You say after 50 carp died and “With the water clearing up, I got FA along the entire bottom and edges of my pond.” FA on entire bottom means the FA received enough light to grow even in deeper areas. Water currently is too clear for the your goal of low FA in your too shallow clearer water pond. If some carp survived the carp disease, give them some time and they will repopulate to create more turbid water conditions. Then you will have a better appreciation for "ol'bugle mouth".

If you gradually over time add common carp, make sure you have high numbers of LMB to eat carp recruitment, or your pond could go from 6”-10” transparency to a very turbid ‘hog wallow’. A slippery slope indeed. Annual bass harvest numbers can also help encourage or discourage survival of carp fingerlings - depending on harvest numbers.

More grass carp(GC) could help increase turbidity because when they are at high density and lack vegetable foods they will search sediments for invertebrates and any vegetation that exists. Some Pboss members have reported too many GC coincides with too much turbidity. I have also witnessed this situation.

Gizzard shad(GSD) are also known to roil the sediment searching for food items which some of it is new FA “sprouts” and other periphyton growth on the bottom. Both carp and GSD over winter and reproduce, so they as will tilapia, make bass forage. Remember - as the turbidity increases it is harder for bass to sight feed and predation pressure on small fish is often reduced that allows more small fish to grow and survive. Ideally you don’t want most of these to be small carp or GSD. Plus the bass in high turbidity might not grow as well compared to water with 16”-28” clarity. You have an existing LMB population so adding some GSD might be an option.

High numbers of tilapia in a longer water retention pond can also reduce water transparency by encouraging nutrient recycling causing phytoplankton growth. Although Phytoplankton struggles to bloom in a flow through pond. When FA is limiting tilapia by “working the sediments” for perphytic algae foods and some invertebrates can increase turbidity. Tilapia will eat some meat items to survive but meat is not a preferred food. The "beauty" of using tilapia is they die each year and YOU as manager not the fish decide how many tilapia to have next year.

Do I/we assume that all carp in the pond died due to ‘carp disease’ or just 50 and you still have some carp remaining?? I question all carp died due to “carp disease”, because normally when a disease attacks a fish specie population there are a few survivors due to natural innate immunity. It is sort of like TB, flu, and smallpox in humans, some manage to survive. If all carp, as you know it, died then I think the causative agent could have been copper poisoning during an algae control attempt or some other chemical. If all carp died the same day or two and not spread out over a week or two it again points to a toxicity issue not a disease. Who diagnosed carp disease?

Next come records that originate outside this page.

use crate::error::AggregationError;
use chrono::Datelike;
use core_types::{ChannelType, DailyRecord, MonthlyMetric, SubChannel, SubChannelMonthly};
use metrics::MetricCalculator;
use rust_decimal::Decimal;
use std::collections::{BTreeMap, BTreeSet};
use tracing::{debug, warn};

/// Sums daily records into monthly per-channel results.
#[derive(Debug, Default)]
pub struct ChannelAggregator {
    calculator: MetricCalculator,
}

impl ChannelAggregator {
    pub fn new() -> Self {
        Self::default()
    }

    /// Aggregates every record for one (year, month, base channel) into a
    /// single `MonthlyMetric`: sums the summable fields, counts distinct
    /// contributing dates, then derives the ratio fields from the sums.
    pub fn aggregate_month(
        &self,
        records: &[DailyRecord],
        year: i32,
        month: u32,
        channel: ChannelType,
    ) -> Result<MonthlyMetric, AggregationError> {
        if channel.is_derived() {
            return Err(AggregationError::DerivedChannel(channel));
        }

        let mut metric = MonthlyMetric::new(year, month, channel);
        let mut dates: BTreeSet<_> = BTreeSet::new();

        for record in records.iter().filter(|r| {
            r.channel == channel && r.date.year() == year && r.date.month() == month
        }) {
            metric.gmv += record.gmv;
            metric.net += record.net;
            metric.cancel_amount += record.cancel_amount;
            metric.return_amount += record.return_amount;
            metric.gmv_units += record.gmv_units;
            metric.net_units += record.net_units;
            metric.uv += record.uv;
            metric.buyers += record.buyers;
            metric.orders += record.orders;
            metric.paid_traffic += record.paid_traffic;
            metric.free_traffic += record.free_traffic;
            dates.insert(record.date);
        }

        if dates.is_empty() {
            return Err(AggregationError::NoData {
                year,
                month,
                channel,
            });
        }

        metric.day_count = dates.len();
        self.calculator.recompute(&mut metric);

        debug!(
            period = %metric.period(),
            channel = %channel,
            days = metric.day_count,
            net = %metric.net,
            "aggregated month"
        );
        Ok(metric)
    }

    /// Aggregates every (year, month) present in the records, for each of the
    /// requested base channels. Output is ordered by (year, month, channel);
    /// periods where a channel has no records are simply absent.
    pub fn aggregate_all(
        &self,
        records: &[DailyRecord],
        channels: &[ChannelType],
    ) -> Vec<MonthlyMetric> {
        let periods: BTreeSet<(i32, u32)> = records
            .iter()
            .map(|r| (r.date.year(), r.date.month()))
            .collect();

        let mut monthly = Vec::new();
        for &(year, month) in &periods {
            for &channel in channels {
                match self.aggregate_month(records, year, month, channel) {
                    Ok(metric) => monthly.push(metric),
                    Err(AggregationError::NoData { .. }) => {}
                    Err(AggregationError::DerivedChannel(channel)) => {
                        warn!(%channel, "skipping derived channel in base aggregation");
                    }
                }
            }
        }
        monthly
    }

    /// Sums one named sub-channel's contribution across a month's DTC
    /// records. A period with no recorded slices yields a zero contribution
    /// rather than an error; the caller decides whether that is noteworthy.
    pub fn sub_channel_month(
        &self,
        records: &[DailyRecord],
        year: i32,
        month: u32,
        sub: SubChannel,
    ) -> SubChannelMonthly {
        let mut contribution = SubChannelMonthly::zero(sub);
        let mut spend_seen = false;
        let mut spend = Decimal::ZERO;

        for record in records.iter().filter(|r| {
            r.channel == ChannelType::DirectToConsumer
                && r.date.year() == year
                && r.date.month() == month
        }) {
            let Some(slice) = record.breakdown.as_ref().and_then(|b| b.slice(sub)) else {
                continue;
            };
            contribution.net += slice.net;
            contribution.gmv += slice.gmv;
            contribution.traffic += slice.traffic;
            contribution.day_count += 1;
            if let Some(s) = slice.spend {
                spend_seen = true;
                spend += s;
            }
        }

        if spend_seen {
            contribution.spend = Some(spend);
        }
        contribution
    }

    /// Stamps every entry with its net share of the period's TOTAL net, in
    /// percent. TOTAL itself and periods without a usable TOTAL entry are
    /// left undefined.
    pub fn annotate_net_share(&self, monthly: &mut [MonthlyMetric]) {
        let totals: BTreeMap<(i32, u32), Decimal> = monthly
            .iter()
            .filter(|m| m.channel == ChannelType::Total)
            .map(|m| ((m.year, m.month), m.net))
            .collect();

        for metric in monthly.iter_mut() {
            metric.net_share = match totals.get(&(metric.year, metric.month)) {
                Some(&total) if !total.is_zero() && metric.channel != ChannelType::Total => {
                    Some(metric.net / total * Decimal::ONE_HUNDRED)
                }
                _ => None,
            };
        }
    }
}

#[cfg(test)]
mod tests {
    use super::*;
    use chrono::NaiveDate;
    use core_types::{DtcBreakdown, SubChannelSlice};
    use rust_decimal_macros::dec;

    fn day(d: u32, channel: ChannelType, net: Decimal, uv: u64) -> DailyRecord {
        DailyRecord {
            date: NaiveDate::from_ymd_opt(2025, 6, d).unwrap(),
            channel,
            gmv: net * dec!(1.2),
            net,
            cancel_amount: Decimal::ZERO,
            return_amount: Decimal::ZERO,
            gmv_units: 10,
            net_units: 9,
            uv,
            buyers: 40,
            orders: 50,
            paid_traffic: 30,
            free_traffic: 70,
            breakdown: None,
        }
    }

    #[test]
    fn sums_across_days_and_counts_distinct_dates() {
        let records = vec![
            day(1, ChannelType::DirectToConsumer, dec!(1000), 500),
            day(2, ChannelType::DirectToConsumer, dec!(2000), 700),
            day(2, ChannelType::Platform, dec!(5000), 900),
        ];
        let agg = ChannelAggregator::new();
        let m = agg
            .aggregate_month(&records, 2025, 6, ChannelType::DirectToConsumer)
            .unwrap();

        assert_eq!(m.net, dec!(3000));
        assert_eq!(m.uv, 1200);
        assert_eq!(m.day_count, 2);
        assert_eq!(m.gmv_units, 20);
        // ratios are derived from the summed month, not averaged per day
        assert_eq!(m.aov, Some(m.gmv / Decimal::from(m.orders)));
    }

    #[test]
    fn no_matching_records_is_an_error() {
        let records = vec![day(1, ChannelType::Platform, dec!(1000), 500)];
        let agg = ChannelAggregator::new();
        let result = agg.aggregate_month(&records, 2025, 7, ChannelType::Platform);
        assert!(matches!(result, Err(AggregationError::NoData { .. })));
    }

    #[test]
    fn derived_channel_is_rejected() {
        let agg = ChannelAggregator::new();
        let result = agg.aggregate_month(&[], 2025, 6, ChannelType::CoreBusiness);
        assert!(matches!(result, Err(AggregationError::DerivedChannel(_))));
    }

    #[test]
    fn aggregation_is_idempotent() {
        let records = vec![
            day(1, ChannelType::DirectToConsumer, dec!(1000), 500),
            day(2, ChannelType::DirectToConsumer, dec!(2000), 700),
        ];
        let agg = ChannelAggregator::new();
        let first = agg.aggregate_all(&records, &ChannelType::BASE);
        let second = agg.aggregate_all(&records, &ChannelType::BASE);
        assert_eq!(first, second);
    }

    #[test]
    fn net_share_is_relative_to_the_period_total() {
        let mut monthly = Vec::new();
        for (channel, net) in [
            (ChannelType::Platform, dec!(4000)),
            (ChannelType::DirectToConsumer, dec!(6000)),
            (ChannelType::Total, dec!(10000)),
        ] {
            let mut m = MonthlyMetric::new(2025, 6, channel);
            m.net = net;
            monthly.push(m);
        }
        // A period with no TOTAL entry stays undefined.
        let mut orphan = MonthlyMetric::new(2025, 7, ChannelType::Platform);
        orphan.net = dec!(500);
        monthly.push(orphan);

        let agg = ChannelAggregator::new();
        agg.annotate_net_share(&mut monthly);

        assert_eq!(monthly[0].net_share, Some(dec!(40)));
        assert_eq!(monthly[1].net_share, Some(dec!(60)));
        assert_eq!(monthly[2].net_share, None);
        assert_eq!(monthly[3].net_share, None);
    }

    #[test]
    fn sub_channel_contribution_sums_slices() {
        let mut rec = day(1, ChannelType::DirectToConsumer, dec!(1000), 500);
        rec.breakdown = Some(DtcBreakdown {
            employee: Some(SubChannelSlice {
                net: dec!(120),
                gmv: dec!(150),
                traffic: 25,
                spend: None,
            }),
            ..DtcBreakdown::default()
        });
        let mut rec2 = day(2, ChannelType::DirectToConsumer, dec!(2000), 700);
        rec2.breakdown = Some(DtcBreakdown {
            employee: Some(SubChannelSlice {
                net: dec!(80),
                gmv: dec!(100),
                traffic: 15,
                spend: None,
            }),
            ..DtcBreakdown::default()
        });

        let agg = ChannelAggregator::new();
        let ff = agg.sub_channel_month(&[rec, rec2], 2025, 6, SubChannel::Employee);
        assert_eq!(ff.net, dec!(200));
        assert_eq!(ff.traffic, 40);
        assert_eq!(ff.day_count, 2);

        let social = agg.sub_channel_month(&[], 2025, 6, SubChannel::Social);
        assert!(social.is_empty());
        assert_eq!(social.net, Decimal::ZERO);
    }
}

There is a viral disease associated with carp:
https://thefishsite.com/disease-guide/spring-viraemia-of-carp

Carp tolerate low DO; so DO is not the cause unless numerous other larger fish also died. In a disease situation individuals usually die over the course of several days to 3+ weeks. Carp and minnows are much more sensitive to copper toxicity compared to sunfishes and bass. So it is relatively easy to kill carp and not other species depending on numerous variables at the time.

If the pond is basically a tub and has a long water retention time, as in no stream nor spring inflow, then pond dye can help limit light penetration and limit depth areas were FA can attach and grow. Dye use would also keep transparency a limiting factor for FA. Dye with turbidity does not need quite as much suspended solids (turbidity) to achieve your goal of light reduction & FA reduction. There are pond dyes available other than pure blue that might better help reduce FA attachment. Dye is not very practical when the spillway runs water constantly or often.

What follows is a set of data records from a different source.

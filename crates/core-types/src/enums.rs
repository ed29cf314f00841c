use crate::error::CoreError;
use serde::{Deserialize, Serialize};
use std::fmt;
use std::str::FromStr;

/// A sales channel, either observed in the daily input or derived downstream.
///
/// The set is closed on purpose: derived channels are constructed by an
/// explicit registry in the exclusion engine, never by string dispatch.
#[derive(Debug, Clone, Copy, PartialEq, Eq, PartialOrd, Ord, Hash, Serialize, Deserialize)]
pub enum ChannelType {
    /// Third-party marketplace sales.
    #[serde(rename = "PLATFORM")]
    Platform,
    /// Owned-channel sales (the only channel carrying sub-channel breakdowns).
    #[serde(rename = "DTC")]
    DirectToConsumer,
    /// Platform + direct-to-consumer.
    #[serde(rename = "TOTAL")]
    Total,
    /// DTC with the employee channel's contribution removed.
    #[serde(rename = "DTC_EXCL_EMPLOYEE")]
    DtcExcludingEmployee,
    /// DTC with both the employee channel and social contributions removed.
    #[serde(rename = "DTC_EXCL_EMPLOYEE_SOCIAL")]
    DtcExcludingEmployeeAndSocial,
    /// Platform + DTC excluding employee and social.
    #[serde(rename = "CORE_BUSINESS")]
    CoreBusiness,
}

impl ChannelType {
    /// The channels that may appear on a `DailyRecord`.
    pub const BASE: [ChannelType; 3] = [
        ChannelType::Platform,
        ChannelType::DirectToConsumer,
        ChannelType::Total,
    ];

    /// Returns true if this channel can appear in the daily input.
    pub fn is_base(&self) -> bool {
        matches!(
            self,
            ChannelType::Platform | ChannelType::DirectToConsumer | ChannelType::Total
        )
    }

    /// Returns true if this channel only exists in monthly output.
    pub fn is_derived(&self) -> bool {
        !self.is_base()
    }

    /// The stable label used in reports, config files and logs.
    pub fn label(&self) -> &'static str {
        match self {
            ChannelType::Platform => "PLATFORM",
            ChannelType::DirectToConsumer => "DTC",
            ChannelType::Total => "TOTAL",
            ChannelType::DtcExcludingEmployee => "DTC_EXCL_EMPLOYEE",
            ChannelType::DtcExcludingEmployeeAndSocial => "DTC_EXCL_EMPLOYEE_SOCIAL",
            ChannelType::CoreBusiness => "CORE_BUSINESS",
        }
    }
}

impl fmt::Display for ChannelType {
    fn fmt(&self, f: &mut fmt::Formatter<'_>) -> fmt::Result {
        f.write_str(self.label())
    }
}

impl FromStr for ChannelType {
    type Err = CoreError;

    fn from_str(s: &str) -> Result<Self, Self::Err> {
        match s {
            "PLATFORM" => Ok(ChannelType::Platform),
            "DTC" => Ok(ChannelType::DirectToConsumer),
            "TOTAL" => Ok(ChannelType::Total),
            "DTC_EXCL_EMPLOYEE" => Ok(ChannelType::DtcExcludingEmployee),
            "DTC_EXCL_EMPLOYEE_SOCIAL" => Ok(ChannelType::DtcExcludingEmployeeAndSocial),
            "CORE_BUSINESS" => Ok(ChannelType::CoreBusiness),
            other => Err(CoreError::UnknownChannel(other.to_string())),
        }
    }
}

/// A named sub-channel of the direct-to-consumer channel.
#[derive(Debug, Clone, Copy, PartialEq, Eq, PartialOrd, Ord, Hash, Serialize, Deserialize)]
pub enum SubChannel {
    /// Promotion channel with committed return-on-spend targets.
    #[serde(rename = "SOCIAL")]
    Social,
    /// Internal promotional channel with steep discounts.
    #[serde(rename = "EMPLOYEE")]
    Employee,
    /// Paid advertising placements.
    #[serde(rename = "ADVERTISING")]
    Advertising,
    /// Unattributed organic traffic.
    #[serde(rename = "ORGANIC")]
    Organic,
}

impl SubChannel {
    pub const ALL: [SubChannel; 4] = [
        SubChannel::Social,
        SubChannel::Employee,
        SubChannel::Advertising,
        SubChannel::Organic,
    ];

    pub fn label(&self) -> &'static str {
        match self {
            SubChannel::Social => "SOCIAL",
            SubChannel::Employee => "EMPLOYEE",
            SubChannel::Advertising => "ADVERTISING",
            SubChannel::Organic => "ORGANIC",
        }
    }
}

impl fmt::Display for SubChannel {
    fn fmt(&self, f: &mut fmt::Formatter<'_>) -> fmt::Result {
        f.write_str(self.label())
    }
}

impl FromStr for SubChannel {
    type Err = CoreError;

    fn from_str(s: &str) -> Result<Self, Self::Err> {
        match s {
            "SOCIAL" => Ok(SubChannel::Social),
            "EMPLOYEE" => Ok(SubChannel::Employee),
            "ADVERTISING" => Ok(SubChannel::Advertising),
            "ORGANIC" => Ok(SubChannel::Organic),
            other => Err(CoreError::UnknownSubChannel(other.to_string())),
        }
    }
}

/// Every metric field a monthly result carries, summable sums and derived
/// ratios alike. Drives the per-field growth maps and generic field access
/// through [`crate::MonthlyMetric::value`].
#[derive(Debug, Clone, Copy, PartialEq, Eq, PartialOrd, Ord, Hash, Serialize, Deserialize)]
#[serde(rename_all = "snake_case")]
pub enum Metric {
    Gmv,
    Net,
    GmvUnits,
    NetUnits,
    Uv,
    Buyers,
    Orders,
    PaidTraffic,
    FreeTraffic,
    CancelAmount,
    ReturnAmount,
    Aov,
    Atv,
    Aur,
    Cr,
    Upt,
    RepeatRate,
    CancelRate,
    ReturnRate,
    Rrc,
    RrcAfterCancel,
}

impl Metric {
    pub const ALL: [Metric; 21] = [
        Metric::Gmv,
        Metric::Net,
        Metric::GmvUnits,
        Metric::NetUnits,
        Metric::Uv,
        Metric::Buyers,
        Metric::Orders,
        Metric::PaidTraffic,
        Metric::FreeTraffic,
        Metric::CancelAmount,
        Metric::ReturnAmount,
        Metric::Aov,
        Metric::Atv,
        Metric::Aur,
        Metric::Cr,
        Metric::Upt,
        Metric::RepeatRate,
        Metric::CancelRate,
        Metric::ReturnRate,
        Metric::Rrc,
        Metric::RrcAfterCancel,
    ];

    /// Percentage-typed metrics, expected to lie in `[0, 100]` when defined.
    pub fn is_percentage(&self) -> bool {
        matches!(
            self,
            Metric::Cr
                | Metric::CancelRate
                | Metric::ReturnRate
                | Metric::Rrc
                | Metric::RrcAfterCancel
        )
    }

    /// Metrics that aggregate by summation (as opposed to derived ratios).
    pub fn is_summable(&self) -> bool {
        matches!(
            self,
            Metric::Gmv
                | Metric::Net
                | Metric::GmvUnits
                | Metric::NetUnits
                | Metric::Uv
                | Metric::Buyers
                | Metric::Orders
                | Metric::PaidTraffic
                | Metric::FreeTraffic
                | Metric::CancelAmount
                | Metric::ReturnAmount
        )
    }
}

I would not depend on microbe bacteria nor aeration to directly reduce FA. Promotion of Bacteria for algae control is IMO mostly to encourage sales. Most all bacteria additions are for decomposition of organics not nutrient binding nor nutrient abatement. FA thrives on nutrients, which nutrients depends of the type of specie of FA. Best reliable bacteria brands indicate to kill the algae / weeds first then add bacteria for timely decomposition of residue. I know a lot of well aerated ponds that get literally covered with FA during summer. Thus good aeration does not reduce FA. Aeration could be helpful to your pond by helping keep roiled finely disturbed sediments in suspension thus helping increase turbidity.

No easy answers or quick fix for your FA situation due to the bottom design of your pond. IMO long term fix is some sort of a rebuild for the pond. Same size it or downsize it to fit your budget, either way, rebuild it with steep sloped shorelines and minimal shallow areas.
All weed type problems occur in shallow water not the deepest water unless deepest water is only 6 ft deep. If you are spending $1800 to $2200/year on algae control using tilapia, it will not take long to accumulate the price for rebuilding the pond, maybe smaller but with a properly shaped basin and appropriate water shed. A well sealed pond does not need a very big watershed to remain full. With a rebuilt pond you will not have the annual aggravation of FA. That stress relief is worth something if not a lot of $$.

Experimentation of using a combination of any of the above options could be helpful in reducing your FA problem.

Commentary – If one looks at this situation from the fishes’ standpoint., they “enjoy” and benefit from the big reduction of angling pressure during FA season. Focus most fishing and harvest when FA is wanting. This in turn improves catchability and less chance of producing hook smart fish, both good things.

Last edited by Bill Cody; 01/05/20 06:49 PM.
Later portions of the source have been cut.